July 27-31, 2026 | Minneapolis, MN


Biological significance of subtype-specific hemagglutinin cleavage motifs in influenza A virus


Makoto Takeda, Yukiko Akahori, Yuichiro Hirata, Masatoshi Kakizaki, Yuki Kitai, Shohei Kojima, Ko Sato, Hiroshi Katoh, Kazuo Takayama, Tadaki Suzuki

 

Cleavage of hemagglutinin (HA) is essential for the infectivity of influenza A virus (IAV), and the amino acid sequence of the cleavage site motif plays a major role in viral pathogenicity. It has been demonstrated that the type II transmembrane serine protease TMPRSS2 is primarily responsible for HA cleavage of H1 subtype viruses in the murine airway. IAV comprises numerous serological subtypes with substantial antigenic diversity, accompanied by marked variation in the HA amino acid sequence. Among these regions, the HA cleavage motif exhibits particularly high diversity between subtypes while remaining highly conserved within each subtype.

 

In this study, we analyzed the biological significance of the H1 subtype–specific cleavage motif in influenza virus replication, its contribution to TMPRSS2-dependent cleavage in the murine lung, and its involvement in viral pathogenicity. Specifically, we generated recombinant viruses in which only the H1 cleavage motif was replaced with cleavage motifs derived from 13 other subtypes, excluding H5 and H7, and examined HA cleavage, viral replication, and pathogenicity in mice.

 

As a result, all recombinant viruses bearing heterologous cleavage motifs replicated efficiently in cultured cells supplemented with trypsin. In contrast, viruses carrying cleavage motifs from certain subtypes exhibited moderately reduced HA cleavage in the murine lung, which was accompanied by a marked attenuation of pathogenicity. Conversely, recombinant viruses that did not show reduced HA cleavage displayed pathogenicity comparable to that of the parental H1 virus.
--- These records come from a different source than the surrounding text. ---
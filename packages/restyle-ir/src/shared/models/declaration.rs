//! Styled declarations and the lowering annotations attached to them

use indexmap::IndexMap;
use serde::{Deserialize, Serialize};
use std::collections::BTreeSet;

use super::css_rule::CssRule;
use super::literal::Literal;
use super::slot::{SlotExpr, SlotIndex, SlotTable};
use super::span::Span;

/// What a styled declaration renders
#[derive(Debug, Clone, PartialEq, Eq, Hash, Serialize, Deserialize)]
#[serde(rename_all = "snake_case", tag = "kind", content = "name")]
pub enum DeclarationBase {
    /// `styled.button`, `styled("a")`
    Intrinsic(String),
    /// `styled(Link)`
    Component(String),
    /// `const truncate = css\`...\`` helper / mixin
    Helper,
}

/// Declared type of a prop, as far as the front end could tell
#[derive(Debug, Clone, PartialEq, Eq, Serialize, Deserialize)]
#[serde(rename_all = "snake_case", tag = "kind", content = "values")]
pub enum PropType {
    Boolean,
    /// Closed union of literals (`"small" | "medium" | "large"`)
    Enum(Vec<Literal>),
    Other,
}

impl PropType {
    /// A closed enumeration with at least two members
    pub fn closed_values(&self) -> Option<&[Literal]> {
        match self {
            PropType::Enum(values) if values.len() >= 2 => Some(values),
            _ => None,
        }
    }
}

// ═══════════════════════════════════════════════════════════════════════════
// Lowering annotations
// ═══════════════════════════════════════════════════════════════════════════

/// Closed set of mutually exclusive variants over one enumerated prop,
/// renderable as a single lookup (`styles[size]`)
#[derive(Debug, Clone, PartialEq, Eq, Serialize, Deserialize)]
#[serde(rename_all = "camelCase")]
pub struct VariantDimension {
    pub prop_name: String,
    /// Literal text → style key
    pub cases: IndexMap<String, String>,
    /// Every member of the prop's declared enumeration
    pub declared_values: Vec<Literal>,
}

/// Variant applied only when every condition holds
#[derive(Debug, Clone, PartialEq, Eq, Serialize, Deserialize)]
#[serde(rename_all = "camelCase")]
pub struct CompoundVariant {
    pub conditions: Vec<String>,
    pub style_key: String,
}

/// A dynamic style function and the arguments the wrapper passes to it
#[derive(Debug, Clone, PartialEq, Eq, Serialize, Deserialize)]
#[serde(rename_all = "camelCase")]
pub struct StyleFunctionUse {
    pub style_key: String,
    pub call_args: Vec<String>,
}

/// Style applied by the wrapper when an attribute condition holds
#[derive(Debug, Clone, PartialEq, Eq, Serialize, Deserialize)]
#[serde(rename_all = "camelCase")]
pub struct AttributeWrapper {
    /// Attribute selector text, e.g. `type="checkbox"`
    pub attribute: String,
    /// JS condition the wrapper evaluates, e.g. `props.type === "checkbox"`
    pub condition: String,
    pub style_key: String,
}

/// Style applied when the element follows a sibling of the same component
#[derive(Debug, Clone, PartialEq, Eq, Serialize, Deserialize)]
#[serde(rename_all = "camelCase")]
pub struct SiblingWrapper {
    /// `+` (adjacent) or `~` (general)
    pub combinator: String,
    pub style_key: String,
}

/// Results of lowering one declaration, consumed by code generation
#[derive(Debug, Clone, Default, PartialEq, Eq, Serialize, Deserialize)]
#[serde(rename_all = "camelCase", default)]
pub struct LoweringAnnotations {
    pub style_key: Option<String>,
    pub needs_wrapper: bool,
    /// Props consumed by styling that must not reach the DOM
    pub forward_exclusions: BTreeSet<String>,
    /// Condition text → style key, for independently toggled variants
    pub variant_style_keys: IndexMap<String, String>,
    pub variant_dimensions: Vec<VariantDimension>,
    pub compound_variants: Vec<CompoundVariant>,
    pub style_functions: Vec<StyleFunctionUse>,
    pub attribute_wrappers: Vec<AttributeWrapper>,
    pub sibling_wrapper: Option<SiblingWrapper>,
    /// Composed style keys applied before this declaration's own key
    pub extra_style_keys: Vec<String>,
    /// Some descendant override conditions on this element's state
    pub is_ancestor_marker: bool,
}

// ═══════════════════════════════════════════════════════════════════════════
// Declaration
// ═══════════════════════════════════════════════════════════════════════════

/// One extracted styled component (or `css` helper)
#[derive(Debug, Clone, PartialEq, Serialize, Deserialize)]
pub struct StyledDeclaration {
    pub local_name: String,
    pub base: DeclarationBase,
    pub rules: Vec<CssRule>,
    #[serde(default)]
    pub slots: SlotTable,
    #[serde(default)]
    pub prop_types: IndexMap<String, PropType>,
    #[serde(default, skip_serializing_if = "Option::is_none")]
    pub span: Option<Span>,
    #[serde(default)]
    pub annotations: LoweringAnnotations,
}

impl StyledDeclaration {
    pub fn new(local_name: impl Into<String>, base: DeclarationBase) -> Self {
        Self {
            local_name: local_name.into(),
            base,
            rules: Vec::new(),
            slots: SlotTable::new(),
            prop_types: IndexMap::new(),
            span: None,
            annotations: LoweringAnnotations::default(),
        }
    }

    /// `styled.<tag>`
    pub fn intrinsic(local_name: impl Into<String>, tag: impl Into<String>) -> Self {
        Self::new(local_name, DeclarationBase::Intrinsic(tag.into()))
    }

    /// `css` helper
    pub fn helper(local_name: impl Into<String>) -> Self {
        Self::new(local_name, DeclarationBase::Helper)
    }

    pub fn with_rule(mut self, rule: CssRule) -> Self {
        self.rules.push(rule);
        self
    }

    pub fn with_rules(mut self, rules: Vec<CssRule>) -> Self {
        self.rules.extend(rules);
        self
    }

    pub fn with_slot(mut self, source: impl Into<String>) -> Self {
        self.slots.push(SlotExpr::new(source));
        self
    }

    pub fn with_prop_type(mut self, prop: impl Into<String>, ty: PropType) -> Self {
        self.prop_types.insert(prop.into(), ty);
        self
    }

    pub fn slot(&self, index: SlotIndex) -> Option<&SlotExpr> {
        self.slots.get(index)
    }

    pub fn intrinsic_tag(&self) -> Option<&str> {
        match &self.base {
            DeclarationBase::Intrinsic(tag) => Some(tag),
            _ => None,
        }
    }

    pub fn is_helper(&self) -> bool {
        matches!(self.base, DeclarationBase::Helper)
    }

    /// Every slot referenced from a rule exists in the slot table
    pub fn slots_are_consistent(&self) -> bool {
        self.rules
            .iter()
            .flat_map(|rule| rule.declarations.iter())
            .flat_map(|decl| decl.value.slots())
            .all(|index| index < self.slots.len())
    }
}

#[cfg(test)]
mod tests {
    use super::*;
    use crate::shared::models::css_rule::{CssDeclaration, CssValue, ValuePart};

    #[test]
    fn test_slot_consistency() {
        let rule = CssRule::new("&").with_declaration(CssDeclaration::new(
            "color",
            CssValue::Interpolated(vec![ValuePart::Slot(1)]),
        ));
        let decl = StyledDeclaration::intrinsic("Button", "button")
            .with_rule(rule)
            .with_slot("p => p.color");
        assert!(!decl.slots_are_consistent());
        let decl = decl.with_slot("p => p.other");
        assert!(decl.slots_are_consistent());
    }

    #[test]
    fn test_enum_prop_type_needs_two_members() {
        assert!(PropType::Enum(vec![Literal::string("a")]).closed_values().is_none());
        assert_eq!(
            PropType::Enum(vec![Literal::string("a"), Literal::string("b")])
                .closed_values()
                .map(|v| v.len()),
            Some(2)
        );
    }

    #[test]
    fn test_declaration_json_roundtrip_shape() {
        let json = r#"{
            "local_name": "Title",
            "base": {"kind": "intrinsic", "name": "h1"},
            "rules": [{"selector": "&", "declarations": [
                {"property": "color", "value": {"static": "red"}, "raw_value": "red"}
            ]}],
            "prop_types": {"size": {"kind": "enum", "values": ["s", "m"]}}
        }"#;
        let decl: StyledDeclaration = serde_json::from_str(json).unwrap();
        assert_eq!(decl.intrinsic_tag(), Some("h1"));
        assert_eq!(decl.rules[0].declarations[0].property, "color");
        assert!(decl.prop_types["size"].closed_values().is_some());
    }
}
In addition, even in cases where no reduction in cleavage efficiency was observed, recombinant viruses with substituted cleavage motifs exhibited reduced replicative fitness compared with the parental H1 virus in competitive infection assays performed in cultured cells, embryonated chicken eggs, respiratory organoids, and mice.

 

These findings indicate that subtype-specific HA cleavage sequences in IAV influence protease specificity and further suggest that, beyond serving merely as protease substrate motifs, the presence of subtype-specific sequences themselves confers biological significance.